Recent solid state NMR structural investigations of amyloid fibrils of the Alzheimer's β-amyloid peptide (Aβ) have revealed structures that are highly sensitive to environmental conditions during self-assembly (Paravastu, A.K., Leampan, R.D., Tycko, R., et. al. PNAS 105, 18349 (2008).). These results have raised questions on amyloid fibril structures formed in physiological environments. Using amyloid fibrils purified from the brains of deceased Alzheimer's patients, we have demonstrated that brain amyloid can seed the growth of synthetic Aβ amyloid fibrils (Paravastu, A.K., Meredith, S.C., Tycko, R., et. al. PNAS 106, 7443 (2009).). Resultant fibrils most likely represent disease-relevant amyloid fibril structures.

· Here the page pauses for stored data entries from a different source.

//! Click-to-throw impulses

use glam::Vec2;

/// Impulse that throws an object at `object` toward `click`.
///
/// `None` when the click lands exactly on the object's centre, since there is
/// no direction to throw in.
pub fn launch_impulse(object: Vec2, click: Vec2, multiplier: f32) -> Option<Vec2> {
    let direction = click - object;
    let distance = direction.length();
    (distance > 0.0).then(|| direction / distance * multiplier)
}
//! Data-driven tuning for the toy
//!
//! Every physics, scoring and animation constant lives in [`Tuning`]. The
//! defaults match [`crate::consts`]; a stored JSON blob can override any subset
//! of fields.

use std::fmt;

use glam::Vec2;
use serde::{Deserialize, Serialize};

use crate::consts::*;

/// Logistic curve controlling how long the score may sit idle before decaying
#[derive(Debug, Clone, Copy, PartialEq, Serialize, Deserialize)]
#[serde(default)]
pub struct DecayCurve {
    /// Curve ceiling (ms)
    pub l: f64,
    /// Steepness
    pub k: f64,
    /// Midpoint score
    pub x0: f64,
}

impl Default for DecayCurve {
    fn default() -> Self {
        Self {
            l: SCORE_DECAY_CURVE_L,
            k: SCORE_DECAY_CURVE_K,
            x0: SCORE_DECAY_CURVE_X0,
        }
    }
}

impl DecayCurve {
    /// Idle time (ms) after the last score before decay kicks in.
    ///
    /// Falls toward zero as `score` climbs past `x0`, so big scores bleed
    /// away almost immediately.
    pub fn threshold(&self, score: f64) -> f64 {
        self.l - self.l / (1.0 + (-self.k * (score - self.x0)).exp())
    }
}

/// All tunable constants
#[derive(Debug, Clone, PartialEq, Serialize, Deserialize)]
#[serde(default)]
pub struct Tuning {
    /// Fixed tick length in milliseconds (also the physics timestep)
    pub step_ms: u32,
    /// World gravity, screen space (y grows downward)
    pub gravity: Vec2,
    pub linear_damping: f32,
    pub object_radius: f32,
    pub object_mass: f32,
    /// Restitution of the four viewport walls
    pub wall_restitution: f32,
    /// Points awarded per new collision pair
    pub score_increment: f64,
    pub decay_curve: DecayCurve,
    /// Pixels of stretch per unit of per-tick velocity change
    pub deform_factor: f32,
    /// Each tick the visual size closes `1 / jump_factor` of the gap to its target
    pub jump_factor: f32,
    /// Impulse magnitude applied on click
    pub launch_impulse: f32,
}

impl Default for Tuning {
    fn default() -> Self {
        Self {
            step_ms: STEP_MS,
            gravity: Vec2::new(0.0, GRAVITY_Y),
            linear_damping: LINEAR_DAMPING,
            object_radius: OBJ_BASE_RADIUS,
            object_mass: OBJ_MASS,
            wall_restitution: WALL_RESTITUTION,
            score_increment: SCORE_INCREMENT,
            decay_curve: DecayCurve::default(),
            deform_factor: TARGET_WIDTH_FACTOR,
            jump_factor: WIDTH_JUMP_FACTOR,
            launch_impulse: CLICK_IMPULSE_MULTIPLIER,
        }
    }
}

/// Reasons a [`Tuning`] is rejected
#[derive(Debug, Clone, PartialEq)]
pub enum TuningError {
    /// Tick length must be at least 1 ms.
    ZeroStep,
    /// Radius must be positive and finite.
    InvalidRadius(f32),
    /// Mass must be positive and finite.
    InvalidMass(f32),
    /// Smoothing divisor below 1 would overshoot the target.
    InvalidJumpFactor(f32),
    /// Damping and restitution cannot be negative.
    Negative { field: &'static str, value: f32 },
    /// JSON did not parse.
    Parse(String),
}

impl fmt::Display for TuningError {
    fn fmt(&self, f: &mut fmt::Formatter<'_>) -> fmt::Result {
        match self {
            TuningError::ZeroStep => write!(f, "step_ms must be at least 1"),
            TuningError::InvalidRadius(r) => write!(f, "object_radius must be positive (got {})", r),
            TuningError::InvalidMass(m) => write!(f, "object_mass must be positive (got {})", m),
            TuningError::InvalidJumpFactor(j) => {
                write!(f, "jump_factor must be at least 1 (got {})", j)
            }
            TuningError::Negative { field, value } => {
                write!(f, "{} must not be negative (got {})", field, value)
            }
            TuningError::Parse(msg) => write!(f, "invalid tuning JSON: {}", msg),
        }
    }
}

impl std::error::Error for TuningError {}

fn positive(value: f32) -> bool {
    value.is_finite() && value > 0.0
}

impl Tuning {
    /// LocalStorage key (used only in wasm32)
    #[allow(dead_code)]
    const STORAGE_KEY: &'static str = "throwable_tuning";

    /// Env var naming a JSON tuning file (native only)
    #[allow(dead_code)]
    const ENV_VAR: &'static str = "THROWABLE_TUNING";

    /// Tick length in seconds
    pub fn step_secs(&self) -> f32 {
        self.step_ms as f32 / 1000.0
    }

    /// Resting visual size: the collider's diameter on both axes
    pub fn base_size(&self) -> Vec2 {
        Vec2::splat(self.object_radius * 2.0)
    }

    pub fn validate(&self) -> Result<(), TuningError> {
        if self.step_ms == 0 {
            return Err(TuningError::ZeroStep);
        }
        if !positive(self.object_radius) {
            return Err(TuningError::InvalidRadius(self.object_radius));
        }
        if !positive(self.object_mass) {
            return Err(TuningError::InvalidMass(self.object_mass));
        }
        if self.jump_factor.is_nan() || self.jump_factor < 1.0 {
            return Err(TuningError::InvalidJumpFactor(self.jump_factor));
        }
        for (field, value) in [
            ("linear_damping", self.linear_damping),
            ("wall_restitution", self.wall_restitution),
        ] {
            if value < 0.0 {
                return Err(TuningError::Negative { field, value });
            }
        }
        Ok(())
    }

    /// Parse and validate a JSON override. Missing fields keep their defaults.
    pub fn from_json(json: &str) -> Result<Self, TuningError> {
        let tuning: Tuning =
            serde_json::from_str(json).map_err(|e| TuningError::Parse(e.to_string()))?;
        tuning.validate()?;
        Ok(tuning)
    }

    /// Resolve a stored override, falling back to defaults
    fn from_stored(json: Option<String>) -> Self {
        match json.as_deref().map(Self::from_json) {
            Some(Ok(tuning)) => {
                log::info!("Loaded tuning override");
                tuning
            }
            Some(Err(e)) => {
                log::warn!("Ignoring stored tuning: {}", e);
                Self::default()
            }
            None => Self::default(),
        }
    }

    /// Load tuning from LocalStorage (WASM only)
    #[cfg(target_arch = "wasm32")]
    pub fn load() -> Self {
        let stored = web_sys::window()
            .and_then(|w| w.local_storage().ok())
            .flatten()
            .and_then(|storage| storage.get_item(Self::STORAGE_KEY).ok().flatten());
        Self::from_stored(stored)
    }

    /// Load tuning from the file named by `THROWABLE_TUNING`
    #[cfg(not(target_arch = "wasm32"))]
    pub fn load() -> Self {
        let stored = std::env::var(Self::ENV_VAR).ok().and_then(|path| {
            std::fs::read_to_string(&path)
                .map_err(|e| log::warn!("Cannot read tuning file {}: {}", path, e))
                .ok()
        });
        Self::from_stored(stored)
    }
}
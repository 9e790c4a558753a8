//! Enumeration validation.

use serde_json::Value;

use super::check_null;
use crate::error::ValidationError;
use crate::options::parse_enum_option;
use crate::schema::Attribute;

/// Validates an enumeration field: the value must equal the identifier of
/// one decoded entry, case-sensitively. A non-string value is reported as
/// an invalid value rather than a type error, since no string at all can
/// name an enumeration member.
pub(crate) fn validate_enum(
    attr: &Attribute,
    required: bool,
    value: &Value,
    field: &str,
) -> Result<(), ValidationError> {
    if let Some(result) = check_null(required, value, field) {
        return result;
    }

    let candidate = match value.as_str() {
        Some(candidate) => candidate,
        None => {
            tracing::warn!(field, "enum field value is not a string");
            return Err(ValidationError::InvalidValue(field.to_string()));
        }
    };

    let entries = parse_enum_option(&attr.option);
    if entries.iter().any(|entry| entry.id == candidate) {
        return Ok(());
    }

    tracing::warn!(field, candidate, "enum field value not in declared entries");
    Err(ValidationError::InvalidValue(field.to_string()))
}
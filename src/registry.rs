//! In-memory schema storage.
//!
//! This module provides [`SchemaRegistry`], a thread-safe in-memory
//! [`SchemaFetcher`]. It serves embedded deployments and tests directly,
//! and can sit in front of a remote fetcher as a caching layer without
//! changing the session's always-refetch behavior.

use parking_lot::RwLock;
use std::collections::HashMap;
use std::sync::Arc;

use crate::error::SchemaFetchError;
use crate::schema::{Attribute, SchemaFetcher};

/// Type alias for the schema storage map, keyed by (owner, object).
type SchemaMap = Arc<RwLock<HashMap<(String, String), Vec<Attribute>>>>;

/// A thread-safe registry of attribute schemas, keyed by (owner, object).
///
/// Cloning a registry shares the underlying storage, so a clone handed to a
/// [`ValidationSession`](crate::ValidationSession) observes later
/// registrations: sessions re-fetch on every validate call and pick up
/// schema changes between calls.
///
/// # Thread safety
///
/// Storage sits behind a `parking_lot::RwLock`: fetches from concurrent
/// sessions take read locks, registration takes a write lock.
///
/// # Example
///
/// ```rust
/// use fieldguard::{Attribute, FieldType, SchemaRegistry};
///
/// let registry = SchemaRegistry::new();
/// registry
///     .register("acme", "host", vec![
///         Attribute::new("host_name", FieldType::ShortText).required(),
///     ])
///     .unwrap();
///
/// assert!(registry.contains("acme", "host"));
///
/// // Duplicate registration fails; use replace to overwrite.
/// assert!(registry.register("acme", "host", vec![]).is_err());
/// ```
pub struct SchemaRegistry {
    schemas: SchemaMap,
}

impl SchemaRegistry {
    /// Creates an empty registry.
    pub fn new() -> Self {
        Self {
            schemas: Arc::new(RwLock::new(HashMap::new())),
        }
    }

    /// Registers the attribute schema for an (owner, object) pair.
    ///
    /// # Errors
    ///
    /// Returns [`RegistryError::Duplicate`] when the pair already has a
    /// registered schema.
    pub fn register(
        &self,
        owner_id: impl Into<String>,
        object_id: impl Into<String>,
        attributes: Vec<Attribute>,
    ) -> Result<(), RegistryError> {
        let key = (owner_id.into(), object_id.into());
        let mut schemas = self.schemas.write();

        if schemas.contains_key(&key) {
            return Err(RegistryError::Duplicate {
                owner_id: key.0,
                object_id: key.1,
            });
        }

        schemas.insert(key, attributes);
        Ok(())
    }

    /// Registers or overwrites the attribute schema for an (owner, object)
    /// pair.
    pub fn replace(
        &self,
        owner_id: impl Into<String>,
        object_id: impl Into<String>,
        attributes: Vec<Attribute>,
    ) {
        self.schemas
            .write()
            .insert((owner_id.into(), object_id.into()), attributes);
    }

    /// Removes the schema for an (owner, object) pair, returning it if it
    /// was registered.
    pub fn remove(&self, owner_id: &str, object_id: &str) -> Option<Vec<Attribute>> {
        self.schemas
            .write()
            .remove(&(owner_id.to_string(), object_id.to_string()))
    }

    /// Returns a copy of the schema for an (owner, object) pair.
    pub fn get(&self, owner_id: &str, object_id: &str) -> Option<Vec<Attribute>> {
        self.schemas
            .read()
            .get(&(owner_id.to_string(), object_id.to_string()))
            .cloned()
    }

    /// Whether a schema is registered for the (owner, object) pair.
    pub fn contains(&self, owner_id: &str, object_id: &str) -> bool {
        self.schemas
            .read()
            .contains_key(&(owner_id.to_string(), object_id.to_string()))
    }

    /// Number of registered (owner, object) schemas.
    pub fn len(&self) -> usize {
        self.schemas.read().len()
    }

    /// Whether the registry holds no schemas.
    pub fn is_empty(&self) -> bool {
        self.schemas.read().is_empty()
    }
}

impl Default for SchemaRegistry {
    fn default() -> Self {
        Self::new()
    }
}

impl Clone for SchemaRegistry {
    fn clone(&self) -> Self {
        Self {
            schemas: Arc::clone(&self.schemas),
        }
    }
}

impl SchemaFetcher for SchemaRegistry {
    fn fetch_attributes(
        &self,
        owner_id: &str,
        object_id: &str,
    ) -> Result<Vec<Attribute>, SchemaFetchError> {
        self.get(owner_id, object_id).ok_or_else(|| {
            SchemaFetchError::Transport(format!(
                "no schema registered for {owner_id}/{object_id}"
            ))
        })
    }
}

/// Errors that can occur during registry operations.
#[derive(Debug, thiserror::Error)]
pub enum RegistryError {
    /// Attempted to register a schema for a pair that already has one.
    #[error("schema for {owner_id}/{object_id} already registered")]
    Duplicate {
        /// Owner of the already registered schema.
        owner_id: String,
        /// Object of the already registered schema.
        object_id: String,
    },
}

#[cfg(test)]
mod tests {
    use super::*;
    use crate::schema::FieldType;

    fn host_schema() -> Vec<Attribute> {
        vec![Attribute::new("host_name", FieldType::ShortText)]
    }

    #[test]
    fn test_register_and_fetch() {
        let registry = SchemaRegistry::new();
        registry.register("acme", "host", host_schema()).unwrap();

        let attrs = registry.fetch_attributes("acme", "host").unwrap();
        assert_eq!(attrs.len(), 1);
        assert_eq!(attrs[0].id, "host_name");
    }

    #[test]
    fn test_duplicate_registration_fails() {
        let registry = SchemaRegistry::new();
        registry.register("acme", "host", host_schema()).unwrap();

        let err = registry.register("acme", "host", vec![]).unwrap_err();
        assert!(err.to_string().contains("acme/host"));
    }

    #[test]
    fn test_replace_overwrites() {
        let registry = SchemaRegistry::new();
        registry.register("acme", "host", host_schema()).unwrap();
        registry.replace("acme", "host", vec![]);

        assert_eq!(registry.fetch_attributes("acme", "host").unwrap().len(), 0);
    }

    #[test]
    fn test_fetch_unregistered_is_transport_error() {
        let registry = SchemaRegistry::new();
        let err = registry.fetch_attributes("acme", "switch").unwrap_err();
        assert!(matches!(err, SchemaFetchError::Transport(_)));
    }

    #[test]
    fn test_remove_and_contains() {
        let registry = SchemaRegistry::new();
        registry.register("acme", "host", host_schema()).unwrap();
        assert!(registry.contains("acme", "host"));
        assert_eq!(registry.len(), 1);

        let removed = registry.remove("acme", "host").unwrap();
        assert_eq!(removed.len(), 1);
        assert!(!registry.contains("acme", "host"));
        assert!(registry.is_empty());
    }

    #[test]
    fn test_clone_shares_storage() {
        let registry = SchemaRegistry::new();
        let clone = registry.clone();
        registry.register("acme", "host", host_schema()).unwrap();

        assert!(clone.contains("acme", "host"));
    }
}
//! # Fieldguard
//!
//! Schema-driven attribute validation for configuration-management stores.
//!
//! Given a flat mapping of field names to raw values, fieldguard checks
//! each value against a per-object schema describing the field's declared
//! type, required-ness, uniqueness, and type-specific constraints (length
//! limits, numeric ranges, regular expressions, enumerations,
//! date/time/timezone formats). It is the decision boundary between
//! arbitrary client input and the persisted record: validation is
//! fail-fast, and the first violation is returned with the offending field
//! identifier attached.
//!
//! ## Core types
//!
//! - [`Attribute`] / [`FieldType`]: the per-field schema record and its
//!   declared type.
//! - [`ValidationSession`]: binds one (owner, object) pair plus ignored
//!   fields, and drives a full run via [`ValidationSession::validate`].
//! - [`ValidationError`]: the single error a failed run returns.
//! - [`SchemaFetcher`] / [`DefaultFiller`] / [`UniqueChecker`]: the seams
//!   to the metadata service, create-time default filling, and persisted
//!   uniqueness checks.
//! - [`SchemaRegistry`]: an in-memory [`SchemaFetcher`] for embedding and
//!   tests.
//!
//! ## Example
//!
//! ```rust
//! use std::sync::Arc;
//! use fieldguard::{
//!     Attribute, FieldType, FieldValues, SchemaRegistry, ValidationError, ValidationMode,
//!     ValidationSession,
//! };
//! use serde_json::json;
//!
//! let registry = SchemaRegistry::new();
//! registry
//!     .register("acme", "host", vec![
//!         Attribute::new("host_name", FieldType::ShortText).required(),
//!         Attribute::new("port", FieldType::Int)
//!             .with_option(json!({"min": "1", "max": "65535"})),
//!     ])
//!     .unwrap();
//!
//! let mut session = ValidationSession::new("acme", "host", Arc::new(registry));
//!
//! let mut values = FieldValues::from_iter([
//!     ("host_name".to_string(), json!("web-01")),
//!     ("port".to_string(), json!(70000)),
//! ]);
//!
//! let err = session
//!     .validate(&mut values, ValidationMode::Create)
//!     .unwrap_err();
//! assert_eq!(err, ValidationError::OutOfRange("port".to_string()));
//! ```

pub mod error;
pub mod fill;
pub mod options;
pub mod registry;
pub mod schema;
pub mod session;
pub mod unique;

mod validators;

pub use error::{SchemaFetchError, ValidationError};
pub use fill::{DefaultFiller, StandardDefaultFiller};
pub use registry::{RegistryError, SchemaRegistry};
pub use schema::{
    Attribute, FieldType, SchemaFetcher, FIELD_CHILD, FIELD_PARENT, LONG_TEXT_LIMIT,
    SHORT_TEXT_LIMIT,
};
pub use session::{ValidationMode, ValidationSession};
pub use unique::UniqueChecker;

/// The candidate value mapping under validation: field identifier to raw
/// value, iterated in insertion order.
///
/// Insertion order is the order fail-fast reporting follows when more than
/// one field is invalid.
pub type FieldValues = indexmap::IndexMap<String, serde_json::Value>;
//! Uniqueness check seam.

use crate::error::ValidationError;
use crate::FieldValues;

/// Enforces that unique-flagged fields do not collide with already
/// persisted records.
///
/// Invoked by the session only after every field has passed its type and
/// constraint checks, so implementations can assume well-formed values.
/// The actual store lookup lives outside this crate; implementations
/// typically consult the session's
/// [`unique_fields`](crate::ValidationSession::unique_fields) set captured
/// at construction time.
pub trait UniqueChecker: Send + Sync {
    /// Checks a candidate mapping about to be persisted as a new record.
    fn check_create_unique(&self, values: &FieldValues) -> Result<(), ValidationError>;

    /// Checks a candidate mapping about to update the record identified by
    /// `instance_id`; the record itself is exempt from the collision check.
    fn check_update_unique(
        &self,
        values: &FieldValues,
        instance_id: i64,
    ) -> Result<(), ValidationError>;
}
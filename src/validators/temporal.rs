//! Date, time and timezone validation.

use std::sync::LazyLock;

use chrono::{NaiveDate, NaiveTime};
use regex::Regex;
use serde_json::Value;

use super::check_null;
use crate::error::ValidationError;

/// Canonical calendar date format.
const DATE_FORMAT: &str = "%Y-%m-%d";

/// Canonical time-of-day format.
const TIME_FORMAT: &str = "%H:%M:%S";

/// IANA-style timezone names: a bare area (`UTC`), an offset form
/// (`UTC+8`), or slash-separated location segments (`Asia/Shanghai`,
/// `America/Argentina/Buenos_Aires`, `Etc/GMT-14`).
static TIMEZONE_NAME: LazyLock<Regex> = LazyLock::new(|| {
    Regex::new(r"^[A-Za-z]+(?:[+-]\d{1,2})?(?:/[A-Za-z0-9_+\-]+)*$")
        .expect("timezone name pattern compiles")
});

pub(crate) fn validate_date(
    required: bool,
    value: &Value,
    field: &str,
) -> Result<(), ValidationError> {
    if let Some(result) = check_null(required, value, field) {
        return result;
    }

    let text = match value.as_str() {
        Some(text) => text,
        None => {
            tracing::warn!(field, "date field value is not a string");
            return Err(ValidationError::NotAString(field.to_string()));
        }
    };

    if NaiveDate::parse_from_str(text, DATE_FORMAT).is_err() {
        tracing::warn!(field, value = text, "date field value does not parse");
        return Err(ValidationError::InvalidValue(field.to_string()));
    }
    Ok(())
}

pub(crate) fn validate_time(
    required: bool,
    value: &Value,
    field: &str,
) -> Result<(), ValidationError> {
    if let Some(result) = check_null(required, value, field) {
        return result;
    }

    let text = match value.as_str() {
        Some(text) => text,
        None => {
            tracing::warn!(field, "time field value is not a string");
            return Err(ValidationError::NotAString(field.to_string()));
        }
    };

    if NaiveTime::parse_from_str(text, TIME_FORMAT).is_err() {
        tracing::warn!(field, value = text, "time field value does not parse");
        return Err(ValidationError::InvalidValue(field.to_string()));
    }
    Ok(())
}

pub(crate) fn validate_timezone(
    required: bool,
    value: &Value,
    field: &str,
) -> Result<(), ValidationError> {
    if let Some(result) = check_null(required, value, field) {
        return result;
    }

    match value.as_str() {
        Some(text) if TIMEZONE_NAME.is_match(text) => Ok(()),
        _ => {
            tracing::warn!(field, "timezone field value is not a recognized name");
            Err(ValidationError::InvalidTimezone(field.to_string()))
        }
    }
}

#[cfg(test)]
mod tests {
    use super::*;
    use serde_json::json;

    #[test]
    fn test_date_accepts_canonical_form() {
        assert!(validate_date(false, &json!("2024-02-29"), "birth").is_ok());
    }

    #[test]
    fn test_date_rejects_impossible_calendar_dates() {
        assert_eq!(
            validate_date(false, &json!("2020-13-40"), "birth"),
            Err(ValidationError::InvalidValue("birth".into()))
        );
        // Not a leap year.
        assert_eq!(
            validate_date(false, &json!("2023-02-29"), "birth"),
            Err(ValidationError::InvalidValue("birth".into()))
        );
    }

    #[test]
    fn test_date_rejects_other_layouts() {
        assert_eq!(
            validate_date(false, &json!("01/02/2020"), "birth"),
            Err(ValidationError::InvalidValue("birth".into()))
        );
    }

    #[test]
    fn test_date_rejects_non_string() {
        assert_eq!(
            validate_date(false, &json!(20200101), "birth"),
            Err(ValidationError::NotAString("birth".into()))
        );
    }

    #[test]
    fn test_time_accepts_canonical_form() {
        assert!(validate_time(false, &json!("23:59:59"), "at").is_ok());
        assert!(validate_time(false, &json!("00:00:00"), "at").is_ok());
    }

    #[test]
    fn test_time_rejects_out_of_range_and_partial() {
        assert_eq!(
            validate_time(false, &json!("24:00:00"), "at"),
            Err(ValidationError::InvalidValue("at".into()))
        );
        assert_eq!(
            validate_time(false, &json!("12:30"), "at"),
            Err(ValidationError::InvalidValue("at".into()))
        );
    }

    #[test]
    fn test_timezone_accepts_common_names() {
        for tz in ["UTC", "Asia/Shanghai", "America/Argentina/Buenos_Aires", "Etc/GMT+8"] {
            assert!(validate_timezone(false, &json!(tz), "tz").is_ok(), "{tz}");
        }
    }

    #[test]
    fn test_timezone_rejects_malformed_names() {
        for tz in ["", "8", "Asia/", "/Shanghai", "not a zone"] {
            assert_eq!(
                validate_timezone(false, &json!(tz), "tz"),
                Err(ValidationError::InvalidTimezone("tz".into())),
                "{tz}"
            );
        }
    }

    #[test]
    fn test_timezone_rejects_non_string() {
        assert_eq!(
            validate_timezone(false, &json!(8), "tz"),
            Err(ValidationError::InvalidTimezone("tz".into()))
        );
    }

    #[test]
    fn test_null_follows_required_rule() {
        assert!(validate_date(false, &Value::Null, "birth").is_ok());
        assert!(validate_time(false, &Value::Null, "at").is_ok());
        assert!(validate_timezone(false, &Value::Null, "tz").is_ok());
        assert_eq!(
            validate_timezone(true, &Value::Null, "tz"),
            Err(ValidationError::RequiredFieldMissing("tz".into()))
        );
    }
}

Solid state NMR revealed identical structures from fibrils seeded from the brains of two different Alzheimer's patients. Furthermore, the predominant brain seeded fibrils differ structurally from those of well characterized synthetic Aβ fibrils. These results suggest the existence of a unique pathological microenvironment and demonstrate the feasibility of structural analysis of in vivo amyloid fibril deposits.